- Prompt
Would you reproduce exactly the lines below from the one holding "let host = url.host_str().ok_or_else(||" through the one holding "let credentials = match", inclusive, and no others?

Provided data: Begin

use std::time::Duration;

use serde::Deserialize;
use url::Url;

use crate::errors::{Error, Result};
use crate::events::{DEFAULT_EVENT_SOURCE, DEFAULT_REGION};

pub const DEFAULT_QUEUE_HOST: &str = "localhost";
pub const DEFAULT_QUEUE_PORT: u16 = 4576;
pub const DEFAULT_LAMBDA_ENDPOINT: &str = "http://localhost:3002";

/// `serverless-offline` section, only the invocation endpoint matters here
#[derive(Clone, Debug, Default, Deserialize)]
pub struct OfflineSettings {
    pub endpoint: Option<String>,
}

impl OfflineSettings {
    pub fn endpoint(&self) -> &str {
        self.endpoint.as_deref().unwrap_or(DEFAULT_LAMBDA_ENDPOINT)
    }
}

/// Queue runtime section as written in the service definition
#[derive(Clone, Debug, Default, Deserialize)]
#[serde(rename_all = "camelCase")]
pub struct QueueRuntimeSettings {
    pub endpoint: Option<String>,
    pub host: Option<String>,
    pub port: Option<u16>,
    #[serde(default)]
    pub https: bool,
    pub region: Option<String>,
    pub access_key_id: Option<String>,
    pub secret_access_key: Option<String>,
    #[serde(default)]
    pub auto_create: bool,
    pub event_source: Option<String>,
    pub idle_delay_ms: Option<u64>,
    pub retry_initial_ms: Option<u64>,
    pub retry_max_ms: Option<u64>,
}

#[derive(Clone, Debug, Eq, PartialEq)]
pub struct StaticCredentials {
    pub access_key_id: String,
    pub secret_access_key: String,
}

/// Pacing of one poll loop
#[derive(Clone, Copy, Debug, Eq, PartialEq)]
pub struct PollingSettings {
    /// Pause after an empty receive. Zero re-polls immediately.
    pub idle_delay: Duration,
    pub retry_initial: Duration,
    pub retry_max: Duration,
}

impl Default for PollingSettings {
    fn default() -> Self {
        Self {
            idle_delay: Duration::ZERO,
            retry_initial: Duration::from_millis(200),
            retry_max: Duration::from_secs(10),
        }
    }
}

/// Resolved queue runtime configuration, read-only once polling starts
#[derive(Clone, Debug, Eq, PartialEq)]
pub struct QueueRuntimeConfig {
    pub host: String,
    pub port: Option<u16>,
    pub endpoint: String,
    pub region: String,
    pub auto_create: bool,
    pub credentials: Option<StaticCredentials>,
    pub event_source: String,
    pub polling: PollingSettings,
}

impl QueueRuntimeSettings {
    /// Derives host and port from an explicit endpoint, or builds the endpoint
    /// from host and port. `fallback_region` applies when no region is set here.
    pub fn resolve(&self, fallback_region: Option<&str>) -> Result<QueueRuntimeConfig> {
        let (host, port, endpoint) = match &self.endpoint {
            Some(endpoint) => {
                let url = Url::parse(endpoint).map_err(|e| Error::InvalidEndpoint {
                    endpoint: endpoint.clone(),
                    message: e.to_string(),
                })?;
                let host = url.host_str().ok_or_else(|| Error::InvalidEndpoint {
                    endpoint: endpoint.clone(),
                    message: "missing host".to_string(),
                })?;
                (host.to_string(), url.port_or_known_default(), endpoint.clone())
            }
            None => {
                let host = self.host.as_deref().unwrap_or(DEFAULT_QUEUE_HOST);
                let port = self.port.unwrap_or(DEFAULT_QUEUE_PORT);
                let scheme = if self.https { "https" } else { "http" };
                (host.to_string(), Some(port), format!("{scheme}://{host}:{port}"))
            }
        };

        let credentials = match (&self.access_key_id, &self.secret_access_key) {
            (Some(access_key_id), Some(secret_access_key)) => Some(StaticCredentials {
                access_key_id: access_key_id.clone(),
                secret_access_key: secret_access_key.clone(),
            }),
            _ => None,
        };

        let defaults = PollingSettings::default();
        let polling = PollingSettings {
            idle_delay: self
                .idle_delay_ms
                .map(Duration::from_millis)
                .unwrap_or(defaults.idle_delay),
            retry_initial: self
                .retry_initial_ms
                .map(Duration::from_millis)
                .unwrap_or(defaults.retry_initial),
            retry_max: self
                .retry_max_ms
                .map(Duration::from_millis)
                .unwrap_or(defaults.retry_max),
        };

        Ok(QueueRuntimeConfig {
            host,
            port,
            endpoint,
            region: self
                .region
                .as_deref()
                .or(fallback_region)
                .unwrap_or(DEFAULT_REGION)
                .to_string(),
            auto_create: self.auto_create,
            credentials,
            event_source: self
                .event_source
                .clone()
                .unwrap_or_else(|| DEFAULT_EVENT_SOURCE.to_string()),
            polling,
        })
    }
}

Provided data: End

- Problem solution
                let host = url.host_str().ok_or_else(|| Error::InvalidEndpoint {
                    endpoint: endpoint.clone(),
                    message: "missing host".to_string(),
                })?;
                (host.to_string(), url.port_or_known_default(), endpoint.clone())
            }
            None => {
                let host = self.host.as_deref().unwrap_or(DEFAULT_QUEUE_HOST);
                let port = self.port.unwrap_or(DEFAULT_QUEUE_PORT);
                let scheme = if self.https { "https" } else { "http" };
                (host.to_string(), Some(port), format!("{scheme}://{host}:{port}"))
            }
        };

        let credentials = match (&self.access_key_id, &self.secret_access_key) {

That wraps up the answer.